Flux financiers illicites  : les multinationales championnes de l’évasion

Flux financiers illicites : les multinationales championnes de l’évasion

Les flux financiers illicites pourraient faire obstacle au développement de l’Afrique et à sa quête pour réaliser les Objectifs de développement durable (ODD) à l’horizon 2030.

Aida Opoku-Mensah, conseillère spéciale pour les Objectifs de développement durable auprès de la Commission économique pour l’Afrique (UN-CEA), a précisé dans une déclaration à l’agence Xinhua à Nairobi que ce continent perdait environ 50 milliards de dollars par an en recettes fiscales siphonnées en direction de comptes offshore. L’annonce ne fait que remuer le couteau dans la plaie d’une Afrique qui voit ses richesses dilapidées sans retombées sur son développement, ni sur l’amélioration du niveau de vie de ses habitants

Frein au développement

«Cette perte de ressources continue sape les efforts de l’Afrique pour financer la réalisation des ODD», a dit Opoku-Mensah lors de la cinquième conférence panafricaine sur les flux financiers illicites et la fiscalité en 2017. Xinhua qui relaye les propos de la responsable rappelle que cet événement de deux jours rassemble des responsables politiques et des représentants de la société civile de tout le Continent pour passer en revue les moyens de supprimer les flux financiers illicites en Afrique. L’objectif est de limiter, voire stopper les sorties illégales d’argent du Continent et orienter ces mannes financières vers les efforts de développement. Ainsi, le Continent pourra compter sur ses propres ressources au lieu de chercher de l’aide financière étrangère.

Les multinationales championnes de l’évasion

L’UN-CEA a souligné que la plupart des flux financiers illicites étaient attribuables à des multinationales opérant en Afrique. «Ces compagnies transnationales recourent aux prix de transfert, à la facturation frauduleuse, à l’évasion et à la fraude fiscale pour réduire le montant d’impôt qu’elles doivent dans les pays africains», a commenté Opoku-Mensah. Et d’ajouter que le secteur minier est le plus touché par les flux financiers illicites. «Cela est dû au fait que la plupart des contrats miniers sont passés en secret, de sorte que le gouvernement n’obtient pas sa part légitime de droits et bénéfices (sur ces activités, NDLR)», a-t-elle expliqué.

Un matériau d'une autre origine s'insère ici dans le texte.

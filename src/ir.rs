use serde::{Deserialize, Serialize};
use std::collections::{BTreeMap, BTreeSet};

/// Decoded compose project, as handed over by the document decoder.
///
/// Declared order of services and volumes travels in `service_order` and
/// `volume_order`; the maps themselves carry no ordering meaning.
#[derive(Debug, Clone, Default, PartialEq, Serialize, Deserialize)]
#[serde(default)]
pub struct Project {
    pub name: String,
    pub version: String,
    pub services: BTreeMap<String, Service>,
    pub service_order: Vec<String>,
    pub networks: BTreeMap<String, Network>,
    pub volumes: BTreeMap<String, Volume>,
    pub volume_order: Vec<String>,
}

#[derive(Debug, Clone, Default, PartialEq, Serialize, Deserialize)]
#[serde(default)]
pub struct Service {
    #[serde(skip_serializing_if = "String::is_empty")]
    pub image: String,
    #[serde(skip_serializing_if = "Option::is_none")]
    pub build: Option<BuildConfig>,
    #[serde(skip_serializing_if = "Vec::is_empty")]
    pub command: Vec<String>,
    #[serde(skip_serializing_if = "String::is_empty")]
    pub restart: String,
    #[serde(skip_serializing_if = "Vec::is_empty")]
    pub ports: Vec<PortMapping>,
    #[serde(skip_serializing_if = "Vec::is_empty")]
    pub expose: Vec<String>,
    #[serde(skip_serializing_if = "Vec::is_empty")]
    pub networks: Vec<String>,
    #[serde(skip_serializing_if = "String::is_empty")]
    pub network_mode: String,
    #[serde(skip_serializing_if = "BTreeMap::is_empty")]
    pub environment: BTreeMap<String, String>,
    #[serde(skip_serializing_if = "Vec::is_empty")]
    pub volumes: Vec<VolumeMount>,
    #[serde(skip_serializing_if = "Vec::is_empty")]
    pub depends_on: Vec<String>,
    #[serde(skip_serializing_if = "BTreeMap::is_empty")]
    pub labels: BTreeMap<String, String>,
    #[serde(skip_serializing_if = "Option::is_none")]
    pub healthcheck: Option<HealthCheck>,
    #[serde(skip_serializing_if = "Option::is_none")]
    pub order: Option<u32>,
}

#[derive(Debug, Clone, Default, PartialEq, Serialize, Deserialize)]
#[serde(default)]
pub struct BuildConfig {
    pub context: String,
    #[serde(skip_serializing_if = "String::is_empty")]
    pub dockerfile: String,
    #[serde(skip_serializing_if = "BTreeMap::is_empty")]
    pub args: BTreeMap<String, String>,
    #[serde(skip_serializing_if = "String::is_empty")]
    pub target: String,
}

#[derive(Debug, Clone, Default, PartialEq, Serialize, Deserialize)]
#[serde(default)]
pub struct PortMapping {
    pub target: u16,
    #[serde(skip_serializing_if = "Option::is_none")]
    pub published: Option<u16>,
    #[serde(skip_serializing_if = "String::is_empty")]
    pub protocol: String,
    #[serde(skip_serializing_if = "String::is_empty")]
    pub mode: String,
}

#[derive(Debug, Clone, Default, PartialEq, Serialize, Deserialize)]
#[serde(default)]
pub struct HealthCheck {
    #[serde(skip_serializing_if = "Vec::is_empty")]
    pub test: Vec<String>,
    #[serde(skip_serializing_if = "String::is_empty")]
    pub interval: String,
    #[serde(skip_serializing_if = "String::is_empty")]
    pub timeout: String,
    #[serde(skip_serializing_if = "Option::is_none")]
    pub retries: Option<u64>,
}

/// One entry of a service's `volumes:` list.
#[derive(Debug, Clone, Default, PartialEq, Serialize, Deserialize)]
#[serde(default)]
pub struct VolumeMount {
    /// `bind`, `volume`, `tmpfs` or `npipe`.
    #[serde(rename = "type")]
    pub kind: String,
    #[serde(skip_serializing_if = "String::is_empty")]
    pub source: String,
    pub target: String,
    #[serde(skip_serializing_if = "std::ops::Not::not")]
    pub read_only: bool,
}

impl VolumeMount {
    /// Name of the named volume this mount consumes, if it consumes one.
    pub fn named_volume(&self) -> Option<&str> {
        if self.kind == "volume" && !self.source.is_empty() {
            Some(self.source.as_str())
        } else {
            None
        }
    }
}

#[derive(Debug, Clone, Default, PartialEq, Serialize, Deserialize)]
#[serde(default)]
pub struct Network {
    #[serde(skip_serializing_if = "String::is_empty")]
    pub driver: String,
    #[serde(skip_serializing_if = "std::ops::Not::not")]
    pub external: bool,
    #[serde(skip_serializing_if = "std::ops::Not::not")]
    pub internal: bool,
    #[serde(skip_serializing_if = "std::ops::Not::not")]
    pub attachable: bool,
    #[serde(skip_serializing_if = "String::is_empty")]
    pub name: String,
    #[serde(skip_serializing_if = "BTreeMap::is_empty")]
    pub labels: BTreeMap<String, String>,
}

#[derive(Debug, Clone, Default, PartialEq, Serialize, Deserialize)]
#[serde(default)]
pub struct Volume {
    #[serde(skip_serializing_if = "String::is_empty")]
    pub driver: String,
    #[serde(skip_serializing_if = "std::ops::Not::not")]
    pub external: bool,
    #[serde(skip_serializing_if = "String::is_empty")]
    pub name: String,
    #[serde(skip_serializing_if = "BTreeMap::is_empty")]
    pub labels: BTreeMap<String, String>,
    #[serde(skip_serializing_if = "Option::is_none")]
    pub order: Option<u32>,
}

/// A name that some service refers to but the project does not define.
#[derive(Debug, Clone, PartialEq, Eq, PartialOrd, Ord)]
pub enum UnresolvedReference {
    Network { service: String, network: String },
    Dependency { service: String, dependency: String },
    Volume { service: String, volume: String },
}

impl Project {
    pub fn new(name: impl Into<String>) -> Self {
        Self {
            name: name.into(),
            ..Default::default()
        }
    }

    pub fn from_json(input: &str) -> serde_json::Result<Self> {
        serde_json::from_str(input)
    }

    /// Adds a service and records it in the declared order.
    pub fn add_service(&mut self, name: &str, service: Service) -> &mut Self {
        self.services.insert(name.to_string(), service);
        self.service_order.push(name.to_string());
        self
    }

    pub fn add_network(&mut self, name: &str, network: Network) -> &mut Self {
        self.networks.insert(name.to_string(), network);
        self
    }

    /// Adds a volume and records it in the declared order.
    pub fn add_volume(&mut self, name: &str, volume: Volume) -> &mut Self {
        self.volumes.insert(name.to_string(), volume);
        self.volume_order.push(name.to_string());
        self
    }

    /// References that layout will drop because their target is not defined.
    pub fn unresolved_references(&self) -> BTreeSet<UnresolvedReference> {
        let mut missing = BTreeSet::new();
        for (name, service) in &self.services {
            for network in &service.networks {
                if !self.networks.contains_key(network) {
                    missing.insert(UnresolvedReference::Network {
                        service: name.clone(),
                        network: network.clone(),
                    });
                }
            }
            for dependency in &service.depends_on {
                if !self.services.contains_key(dependency) {
                    missing.insert(UnresolvedReference::Dependency {
                        service: name.clone(),
                        dependency: dependency.clone(),
                    });
                }
            }
            for volume in service.volumes.iter().filter_map(VolumeMount::named_volume) {
                if !self.volumes.contains_key(volume) {
                    missing.insert(UnresolvedReference::Volume {
                        service: name.clone(),
                        volume: volume.to_string(),
                    });
                }
            }
        }
        missing
    }
}

impl std::fmt::Display for UnresolvedReference {
    fn fmt(&self, f: &mut std::fmt::Formatter<'_>) -> std::fmt::Result {
        match self {
            Self::Network { service, network } => {
                write!(f, "service `{service}` joins undefined network `{network}`")
            }
            Self::Dependency {
                service,
                dependency,
            } => write!(f, "service `{service}` depends on undefined service `{dependency}`"),
            Self::Volume { service, volume } => {
                write!(f, "service `{service}` mounts undefined volume `{volume}`")
            }
        }
    }
}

Un rapport du Groupe de haut niveau sur les flux financiers illicites en provenance d’Afrique, établi à la demande de la Conférence conjointe UA/CEA des ministres des Finances, de la planification et du développement économique, avance qu’au cours des 50 dernières années, l’Afrique a perdu plus de 1 000 milliards de dollars du fait des flux financiers illicites.

 Flux financiers illicites  : les multinationales championnes de lévasion

Les résultats de l’étude entreprise par la CEA montrent qu’entre 2001 et 2010 les pays africains ont perdu 407 milliards de dollars du simple fait de la falsification des prix dans les transactions commerciales. Pour la CEA, les incidences de ces études sont que les flux financiers illicites en provenance d’Afrique se situent entre 30 et 60 milliards de dollars par an. Le Groupe de travail qui a planché sur le sujet a également observé que «la tendance à la hausse des flux financiers illicites coïncide avec une période de croissance économique relativement forte observée en Afrique et que les flux financiers illicites annulent donc l’impact attendu d’une accélération de la croissance du continent».